Scott Galloway is a Professor of Marketing at NYU Stern School of Business where he teaches Brand Strategy and Digital Marketing to second-year MBA students and is the author of the Digital IQ Index ®, a global ranking of prestige brands’ digital competence. In 2012, Professor Galloway was named “One of the World’s 50 Best Business School Professors” (Poets & Quants). Professor Galloway is also the founder of several firms including: L2, a subscription business intelligence firm serving prestige brands; Red Envelope, an e-commerce firm (2007, $100mm revs.); and Prophet, a global brand strategy consultancy with 250+ professionals.

Professor Galloway was elected to the World Economic Forum’s “Global Leaders of Tomorrow,” which recognizes 100 individuals under the age of 40 “whose accomplishments have had impact on a global level.”  His book – The Four: The Hidden DNA of Amazon, Apple, Facebook, and Google is an instant classic. 

What was your reaction to NIKE’s appointment of Colin Kaepernick as the face of their Just Do It anniversary campaign?

Colin Kaepernick.
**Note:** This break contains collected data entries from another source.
//! Shared store of constructed dust-survey backends
//!
//! Loading a survey can mean reading gigabytes of density grids, and every
//! simulated population that uses a map asks for the same backend. The cache
//! keeps one backend per map identifier and hands out shared references to
//! it. Entries are never evicted; they live as long as the cache.
//!
//! The check-construct-insert sequence runs while holding the cache lock, so
//! adapters built from several threads still trigger a single construction.

use std::collections::HashMap;
use std::fmt;
use std::sync::atomic::{AtomicUsize, Ordering};
use std::sync::{Arc, Mutex, MutexGuard, PoisonError};

use log::{debug, info};

use super::{BackendError, BackendFactory, BackendKind, DustQuery, Options};

/// Shared reference to a constructed backend
pub type BackendHandle = Arc<dyn DustQuery>;

/// Backend cache keyed by map identifier
#[derive(Default)]
pub struct BackendCache {
    /// Constructed backends (shared via Arc so adapters never clone survey data)
    backends: Mutex<HashMap<String, BackendHandle>>,

    /// Requests answered from the cache
    hits: AtomicUsize,

    /// Backends built by a factory
    constructions: AtomicUsize,
}

impl BackendCache {
    pub fn new() -> Self {
        Self::default()
    }

    /// Return the backend for `identifier`, building it on first request.
    ///
    /// # Arguments
    /// * `identifier` - Map identifier the backend is cached under
    /// * `kind` - Survey variant handed to the factory on a miss
    /// * `options` - Construction options handed to the factory on a miss
    /// * `factory` - Constructor used on a miss
    ///
    /// A failed construction leaves the cache unchanged.
    pub fn obtain(
        &self,
        identifier: &str,
        kind: &BackendKind,
        options: &Options,
        factory: &dyn BackendFactory,
    ) -> Result<BackendHandle, BackendError> {
        let mut backends = self.lock();

        if let Some(handle) = backends.get(identifier) {
            self.hits.fetch_add(1, Ordering::Relaxed);
            debug!("Reusing cached {kind} backend for '{identifier}'");
            return Ok(Arc::clone(handle));
        }

        if options.is_empty() {
            info!("Constructing {kind} backend for '{identifier}'");
        } else {
            info!("Constructing {kind} backend for '{identifier}' ({options})");
        }
        let handle = factory.construct(kind, options)?;
        backends.insert(identifier.to_string(), Arc::clone(&handle));
        self.constructions.fetch_add(1, Ordering::Relaxed);

        Ok(handle)
    }

    /// Cached backend for `identifier`, without constructing one
    pub fn get(&self, identifier: &str) -> Option<BackendHandle> {
        self.lock().get(identifier).cloned()
    }

    pub fn contains(&self, identifier: &str) -> bool {
        self.lock().contains_key(identifier)
    }

    pub fn len(&self) -> usize {
        self.lock().len()
    }

    pub fn is_empty(&self) -> bool {
        self.lock().is_empty()
    }

    /// Cached identifiers, sorted
    pub fn identifiers(&self) -> Vec<String> {
        let mut ids: Vec<String> = self.lock().keys().cloned().collect();
        ids.sort();
        ids
    }

    /// Get cache statistics for debugging
    pub fn stats(&self) -> CacheStats {
        CacheStats {
            cached_backends: self.len(),
            hits: self.hits.load(Ordering::Relaxed),
            constructions: self.constructions.load(Ordering::Relaxed),
        }
    }

    // A panic inside a factory poisons the lock without inserting anything,
    // so the map is still consistent.
    fn lock(&self) -> MutexGuard<'_, HashMap<String, BackendHandle>> {
        self.backends.lock().unwrap_or_else(PoisonError::into_inner)
    }
}

impl fmt::Debug for BackendCache {
    fn fmt(&self, f: &mut fmt::Formatter<'_>) -> fmt::Result {
        f.debug_struct("BackendCache")
            .field("identifiers", &self.identifiers())
            .field("stats", &self.stats())
            .finish()
    }
}

/// Statistics about the cache state
#[derive(Debug, Clone, Copy, PartialEq, Eq)]
pub struct CacheStats {
    pub cached_backends: usize,
    pub hits: usize,
    pub constructions: usize,
}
I think this was a genius move, regardless of what you think of the politics. NIKE just did the math. NIKE has a $35 billion-dollar business: $15 billion domestically and $20 billion abroad. Of the $15 billion, domestically, ten of it of it comes from people under the age of 35 who tend to skew urban, wealthy and progressive. So realistically, they probably only put 2-3 billion dollars at risk, that is, 20% of their domestic consumers might be offended. And if you look at the remaining $20 billion abroad, there’s very few people abroad who think that America’s got it right on race relations, or that we’re headed in the right direction.

So, the calculus here is that this is an opportunity to come across as a leader, to do something bold, and strengthen your relationship with 90-95% of your customer base at the risk of alienating 5-10% – a good trade.

How has Trump changed “Brand America”? How does his behavior cost business in the future?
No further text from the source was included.